Data for analysis:
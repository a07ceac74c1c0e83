use axum::{
    extract::{Path, State},
    http::StatusCode,
    Json,
};
use std::sync::Arc;

use crate::{
    error::EngineError,
    extractors::AppJson,
    models::progress::{CreateProgressRequest, ModuleProgress, PatchProgressRequest},
    services::{progress_service::ProgressService, AppState},
};

/// POST /admin/progress — explicit create; duplicates surface as Conflict.
pub async fn create_progress(
    State(state): State<Arc<AppState>>,
    AppJson(request): AppJson<CreateProgressRequest>,
) -> Result<(StatusCode, Json<ModuleProgress>), EngineError> {
    let service = ProgressService::new(state.mongo.clone(), state.registry.clone());
    let progress = service.create_progress(request).await?;
    Ok((StatusCode::CREATED, Json(progress)))
}

/// PATCH /admin/progress/{user_id}/{module_id}
pub async fn patch_progress(
    State(state): State<Arc<AppState>>,
    Path((user_id, module_id)): Path<(String, String)>,
    AppJson(request): AppJson<PatchProgressRequest>,
) -> Result<Json<ModuleProgress>, EngineError> {
    let service = ProgressService::new(state.mongo.clone(), state.registry.clone());
    let progress = service
        .patch_progress(&user_id, &module_id, request)
        .await?;
    Ok(Json(progress))
}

Task item: Return each line above precisely as written.

Response for this exercise:
repository a07ceac74c1c0e83
use axum::{
    extract::{Path, State},
    http::StatusCode,
    Json,
};
use std::sync::Arc;

use crate::{
    error::EngineError,
    extractors::AppJson,
    models::progress::{CreateProgressRequest, ModuleProgress, PatchProgressRequest},
    services::{progress_service::ProgressService, AppState},
};

/// POST /admin/progress — explicit create; duplicates surface as Conflict.
pub async fn create_progress(
    State(state): State<Arc<AppState>>,
    AppJson(request): AppJson<CreateProgressRequest>,
) -> Result<(StatusCode, Json<ModuleProgress>), EngineError> {
    let service = ProgressService::new(state.mongo.clone(), state.registry.clone());
    let progress = service.create_progress(request).await?;
    Ok((StatusCode::CREATED, Json(progress)))
}

/// PATCH /admin/progress/{user_id}/{module_id}
pub async fn patch_progress(
    State(state): State<Arc<AppState>>,
    Path((user_id, module_id)): Path<(String, String)>,
    AppJson(request): AppJson<PatchProgressRequest>,
) -> Result<Json<ModuleProgress>, EngineError> {
    let service = ProgressService::new(state.mongo.clone(), state.registry.clone());
    let progress = service
        .patch_progress(&user_id, &module_id, request)
        .await?;
    Ok(Json(progress))
}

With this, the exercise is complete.